Exercise goal —
Set down the records below in full, exactly as they read.

==== Material to process ====

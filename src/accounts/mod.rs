pub mod http;
pub mod services;

use chrono::{DateTime, NaiveDate, Utc};
use serde::{Deserialize, Serialize};
use uuid::Uuid;
use validator::{Validate, ValidationError};

use crate::{
    analytics::Analytics,
    currency::{self, amount_in_range},
    transactions::TransactionKind,
};

#[derive(Clone, Debug, PartialEq, Serialize, sqlx::FromRow)]
#[serde(rename_all = "camelCase")]
pub struct Account {
    pub id: Uuid,
    pub owner_id: Uuid,
    pub name: String,
    pub description: Option<String>,
    pub balance: i64,
    pub is_default: bool,
    pub created_at: DateTime<Utc>,
    pub updated_at: DateTime<Utc>,
}

/// How a user is related to an account.
#[derive(Clone, Copy, Debug, Eq, PartialEq, Serialize)]
#[serde(rename_all = "lowercase")]
pub enum AccountRole {
    Owner,
    /// The user accepted an invitation to the account.
    Member,
}

#[derive(Clone, Debug, PartialEq, Serialize)]
#[serde(rename_all = "camelCase")]
pub struct AccountWithAnalytics {
    #[serde(flatten)]
    pub account: Account,
    pub role: AccountRole,
    pub analytics: Option<Analytics>,
}

#[derive(Clone, Debug, PartialEq, Serialize, sqlx::FromRow)]
#[serde(rename_all = "camelCase")]
pub struct AccountMember {
    pub user_id: Uuid,
    pub name: String,
    pub email: String,
    pub joined_at: DateTime<Utc>,
}

#[derive(Clone, Debug, Deserialize, Validate)]
#[serde(rename_all = "camelCase")]
#[validate(schema(function = "validate_opening_balance", skip_on_field_errors = false))]
pub struct NewAccountData {
    #[validate(length(min = 1, max = 64))]
    pub name: String,

    #[validate(length(max = 256))]
    pub description: Option<String>,

    /// Starting balance in minor units. May be negative for an account that
    /// starts in debt.
    #[serde(default)]
    pub opening_balance: i64,
}

fn validate_opening_balance(data: &NewAccountData) -> Result<(), ValidationError> {
    if amount_in_range(data.opening_balance) {
        Ok(())
    } else {
        Err(currency::amount_too_large("opening_balance_too_large"))
    }
}

#[derive(Clone, Debug, Deserialize, Validate)]
#[serde(rename_all = "camelCase")]
pub struct AccountUpdateData {
    #[validate(length(min = 1, max = 64))]
    pub name: String,

    #[validate(length(max = 256))]
    pub description: Option<String>,
}

/// The transaction recorded when an account is opened with a non-zero
/// balance.
#[derive(Clone, Debug, PartialEq)]
pub struct OpeningTransaction {
    pub kind: TransactionKind,
    pub amount: i64,
    pub description: String,
    pub date: NaiveDate,
}

impl OpeningTransaction {
    pub const DESCRIPTION: &'static str = "Opening balance";

    /// The entry that brings a new account from zero to `opening_balance`, or
    /// `None` when the account starts empty.
    pub fn for_balance(opening_balance: i64, date: NaiveDate) -> Option<Self> {
        let kind = match opening_balance {
            0 => return None,
            balance if balance > 0 => TransactionKind::Income,
            _ => TransactionKind::Expense,
        };

        Some(Self {
            kind,
            amount: opening_balance.saturating_abs(),
            description: Self::DESCRIPTION.to_owned(),
            date,
        })
    }
}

====

Problem solution —
filename src/accounts/mod.rs
pub mod http;
pub mod services;

use chrono::{DateTime, NaiveDate, Utc};
use serde::{Deserialize, Serialize};
use uuid::Uuid;
use validator::{Validate, ValidationError};

use crate::{
    analytics::Analytics,
    currency::{self, amount_in_range},
    transactions::TransactionKind,
};

#[derive(Clone, Debug, PartialEq, Serialize, sqlx::FromRow)]
#[serde(rename_all = "camelCase")]
pub struct Account {
    pub id: Uuid,
    pub owner_id: Uuid,
    pub name: String,
    pub description: Option<String>,
    pub balance: i64,
    pub is_default: bool,
    pub created_at: DateTime<Utc>,
    pub updated_at: DateTime<Utc>,
}

/// How a user is related to an account.
#[derive(Clone, Copy, Debug, Eq, PartialEq, Serialize)]
#[serde(rename_all = "lowercase")]
pub enum AccountRole {
    Owner,
    /// The user accepted an invitation to the account.
    Member,
}

#[derive(Clone, Debug, PartialEq, Serialize)]
#[serde(rename_all = "camelCase")]
pub struct AccountWithAnalytics {
    #[serde(flatten)]
    pub account: Account,
    pub role: AccountRole,
    pub analytics: Option<Analytics>,
}

#[derive(Clone, Debug, PartialEq, Serialize, sqlx::FromRow)]
#[serde(rename_all = "camelCase")]
pub struct AccountMember {
    pub user_id: Uuid,
    pub name: String,
    pub email: String,
    pub joined_at: DateTime<Utc>,
}

#[derive(Clone, Debug, Deserialize, Validate)]
#[serde(rename_all = "camelCase")]
#[validate(schema(function = "validate_opening_balance", skip_on_field_errors = false))]
pub struct NewAccountData {
    #[validate(length(min = 1, max = 64))]
    pub name: String,

    #[validate(length(max = 256))]
    pub description: Option<String>,

    /// Starting balance in minor units. May be negative for an account that
    /// starts in debt.
    #[serde(default)]
    pub opening_balance: i64,
}

fn validate_opening_balance(data: &NewAccountData) -> Result<(), ValidationError> {
    if amount_in_range(data.opening_balance) {
        Ok(())
    } else {
        Err(currency::amount_too_large("opening_balance_too_large"))
    }
}

#[derive(Clone, Debug, Deserialize, Validate)]
#[serde(rename_all = "camelCase")]
pub struct AccountUpdateData {
    #[validate(length(min = 1, max = 64))]
    pub name: String,

    #[validate(length(max = 256))]
    pub description: Option<String>,
}

/// The transaction recorded when an account is opened with a non-zero
/// balance.
#[derive(Clone, Debug, PartialEq)]
pub struct OpeningTransaction {
    pub kind: TransactionKind,
    pub amount: i64,
    pub description: String,
    pub date: NaiveDate,
}

impl OpeningTransaction {
    pub const DESCRIPTION: &'static str = "Opening balance";

    /// The entry that brings a new account from zero to `opening_balance`, or
    /// `None` when the account starts empty.
    pub fn for_balance(opening_balance: i64, date: NaiveDate) -> Option<Self> {
        let kind = match opening_balance {
            0 => return None,
            balance if balance > 0 => TransactionKind::Income,
            _ => TransactionKind::Expense,
        };

        Some(Self {
            kind,
            amount: opening_balance.saturating_abs(),
            description: Self::DESCRIPTION.to_owned(),
            date,
        })
    }
}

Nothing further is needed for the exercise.